S-4782-119
Read twice and referred to the Committee on Homeland Security and Governmental Affairs.
Sponsored by Margaret Hassan (D-NH)
What it does
This bill would direct the Office of Management and Budget to establish a government-wide priority goal to reduce scams, create an interagency Scams Steering Committee drawn from 12+ federal agencies, and develop a Federal Scams Action Plan within 180 days. It would also require the creation of a centralized public website at ReportScams.gov within one year, providing scam prevention resources, victim assistance, and a single reporting portal that routes reports to relevant federal and state law enforcement.

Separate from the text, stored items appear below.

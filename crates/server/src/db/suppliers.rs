//! Supplier repository for database operations.

use chrono::{DateTime, Utc};
use sqlx::{QueryBuilder, SqlitePool};

use cloudcrm_core::{Email, SupplierId, SupplierStatus};

use super::{RepositoryError, like_contains};
use crate::models::Supplier;

const BASE_SELECT: &str = "SELECT id, name, contact_name, email, phone, city, country, status, \
     created_at, updated_at FROM suppliers";

/// Internal row type for supplier queries.
#[derive(Debug, sqlx::FromRow)]
struct SupplierRow {
    id: i64,
    name: String,
    contact_name: String,
    email: String,
    phone: String,
    city: String,
    country: String,
    status: SupplierStatus,
    created_at: DateTime<Utc>,
    updated_at: DateTime<Utc>,
}

impl TryFrom<SupplierRow> for Supplier {
    type Error = RepositoryError;

    fn try_from(row: SupplierRow) -> Result<Self, Self::Error> {
        let email = Email::parse(&row.email).map_err(|e| {
            RepositoryError::DataCorruption(format!("invalid email in database: {e}"))
        })?;

        Ok(Self {
            id: SupplierId::new(row.id),
            name: row.name,
            contact_name: row.contact_name,
            email,
            phone: row.phone,
            city: row.city,
            country: row.country,
            status: row.status,
            created_at: row.created_at,
            updated_at: row.updated_at,
        })
    }
}

/// Repository for supplier database operations.
pub struct SupplierRepository<'a> {
    pool: &'a SqlitePool,
}

impl<'a> SupplierRepository<'a> {
    /// Create a new supplier repository.
    #[must_use]
    pub const fn new(pool: &'a SqlitePool) -> Self {
        Self { pool }
    }

    /// List suppliers, name ascending, optionally filtered.
    ///
    /// `search` matches name, contact name, or email as a case-insensitive
    /// substring.
    ///
    /// # Errors
    ///
    /// Returns `RepositoryError::Database` if the query fails.
    /// Returns `RepositoryError::DataCorruption` if the data is invalid.
    pub async fn list(
        &self,
        search: Option<&str>,
        status: Option<SupplierStatus>,
    ) -> Result<Vec<Supplier>, RepositoryError> {
        let mut query = QueryBuilder::<sqlx::Sqlite>::new(BASE_SELECT);
        query.push(" WHERE 1 = 1");

        if let Some(term) = search.filter(|t| !t.trim().is_empty()) {
            let pattern = like_contains(term);
            query.push(" AND (LOWER(name) LIKE ");
            query.push_bind(pattern.clone());
            query.push(" ESCAPE '\\' OR LOWER(contact_name) LIKE ");
            query.push_bind(pattern.clone());
            query.push(" ESCAPE '\\' OR LOWER(email) LIKE ");
            query.push_bind(pattern);
            query.push(" ESCAPE '\\')");
        }
        if let Some(status) = status {
            query.push(" AND status = ");
            query.push_bind(status);
        }
        query.push(" ORDER BY name COLLATE NOCASE ASC");

        let rows: Vec<SupplierRow> = query.build_query_as().fetch_all(self.pool).await?;
        rows.into_iter().map(TryInto::try_into).collect()
    }

    /// Get a supplier by ID.
    ///
    /// # Errors
    ///
    /// Returns `RepositoryError::Database` if the query fails.
    /// Returns `RepositoryError::DataCorruption` if the data is invalid.
    pub async fn get(&self, id: SupplierId) -> Result<Option<Supplier>, RepositoryError> {
        let sql = format!("{BASE_SELECT} WHERE id = ?");
        let row = sqlx::query_as::<_, SupplierRow>(&sql)
            .bind(id)
            .fetch_optional(self.pool)
            .await?;

        row.map(TryInto::try_into).transpose()
    }

    /// Create a supplier.
    ///
    /// # Errors
    ///
    /// Returns `RepositoryError::Conflict` if the email already exists.
    /// Returns `RepositoryError::Database` for other database errors.
    #[allow(clippy::too_many_arguments)]
    pub async fn create(
        &self,
        name: &str,
        contact_name: &str,
        email: &Email,
        phone: &str,
        city: &str,
        country: &str,
        status: SupplierStatus,
    ) -> Result<Supplier, RepositoryError> {
        let now = Utc::now();
        let result = sqlx::query(
            "INSERT INTO suppliers \
             (name, contact_name, email, phone, city, country, status, created_at, updated_at) \
             VALUES (?, ?, ?, ?, ?, ?, ?, ?, ?)",
        )
        .bind(name)
        .bind(contact_name)
        .bind(email.as_str())
        .bind(phone)
        .bind(city)
        .bind(country)
        .bind(status)
        .bind(now)
        .bind(now)
        .execute(self.pool)
        .await
        .map_err(|e| match e {
            sqlx::Error::Database(ref db_err) if db_err.is_unique_violation() => {
                RepositoryError::Conflict("a supplier with this email already exists".to_string())
            }
            other => RepositoryError::Database(other),
        })?;

        let id = SupplierId::new(result.last_insert_rowid());
        self.get(id).await?.ok_or(RepositoryError::NotFound)
    }

    /// Replace a supplier's fields (full update).
    ///
    /// # Errors
    ///
    /// Returns `RepositoryError::NotFound` if the ID does not exist.
    /// Returns `RepositoryError::Conflict` if the new email is taken.
    /// Returns `RepositoryError::Database` for other database errors.
    #[allow(clippy::too_many_arguments)]
    pub async fn update(
        &self,
        id: SupplierId,
        name: &str,
        contact_name: &str,
        email: &Email,
        phone: &str,
        city: &str,
        country: &str,
        status: SupplierStatus,
    ) -> Result<Supplier, RepositoryError> {
        let result = sqlx::query(
            "UPDATE suppliers \
             SET name = ?, contact_name = ?, email = ?, phone = ?, city = ?, country = ?, \
                 status = ?, updated_at = ? \
             WHERE id = ?",
        )
        .bind(name)
        .bind(contact_name)
        .bind(email.as_str())
        .bind(phone)
        .bind(city)
        .bind(country)
        .bind(status)
        .bind(Utc::now())
        .bind(id)
        .execute(self.pool)
        .await
        .map_err(|e| match e {
            sqlx::Error::Database(ref db_err) if db_err.is_unique_violation() => {
                RepositoryError::Conflict("a supplier with this email already exists".to_string())
            }
            other => RepositoryError::Database(other),
        })?;

        if result.rows_affected() == 0 {
            return Err(RepositoryError::NotFound);
        }
        self.get(id).await?.ok_or(RepositoryError::NotFound)
    }

    /// Delete a supplier. Products referencing it keep their rows with
    /// `supplier_id` cleared.
    ///
    /// # Errors
    ///
    /// Returns `RepositoryError::NotFound` if the ID does not exist.
    /// Returns `RepositoryError::Database` if the query fails.
    pub async fn delete(&self, id: SupplierId) -> Result<(), RepositoryError> {
        let result = sqlx::query("DELETE FROM suppliers WHERE id = ?")
            .bind(id)
            .execute(self.pool)
            .await?;
        if result.rows_affected() == 0 {
            return Err(RepositoryError::NotFound);
        }
        Ok(())
    }
}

The bill would authorize up to $10 million in interagency fund transfers per fiscal year to support implementation and allow expedited hiring of specialists for up to five years.
Who benefits
All U.S. residents who are potential or actual scam victims, particularly older adults who are disproportionately targeted by fraud. Scam victims who currently must navigate multiple disconnected reporting systems (FTC, FBI IC3, CFPB, etc.) would benefit from a single portal. State and local law enforcement agencies that would receive automatically routed reports. Consumer advocacy organizations. Federal agencies that would gain shared data and analytical tools. Cybersecurity and fraud-detection specialists who may be hired under the expedited authority.
Who is hurt
Federal agencies that must dedicate staff and resources to Steering Committee participation and reporting requirements. Taxpayers who bear the cost of website development, staffing, and ongoing operations. Existing scam-reporting platforms (such as the FTC's ReportFraud.ftc.gov and the FBI's IC3) may face redundancy or consolidation pressure. State agencies that receive routed reports may face increased workload without corresponding funding. Private-sector entities whose contact information is listed on the site without their consent could face increased unsolicited public inquiries.
Supporters argue
Supporters argue that scams cost Americans tens of billions of dollars annually — the FTC reported consumers lost over $10 billion to fraud in 2023 alone — yet the federal response is fragmented across more than a dozen agencies with no unified reporting system or shared data standards. They contend that a single, recognizable website and coordinated interagency action plan would dramatically lower the barrier for victims to report scams and access help, while giving law enforcement the aggregated data needed to identify and prosecute large-scale fraud operations more effectively.
Opponents argue
Opponents argue that the federal government already operates multiple scam-reporting portals — including the FTC's ReportFraud.ftc.gov, the FBI's IC3, and the CFPB's complaint database — and that adding another layer of bureaucracy through a new Steering Committee, Action Plan, and website risks duplicating existing infrastructure without meaningfully improving outcomes. They contend that the bill's $10 million interagency transfer authority and open-ended hiring provisions could grow administrative overhead while diverting resources from agencies already conducting active fraud investigations and enforcement.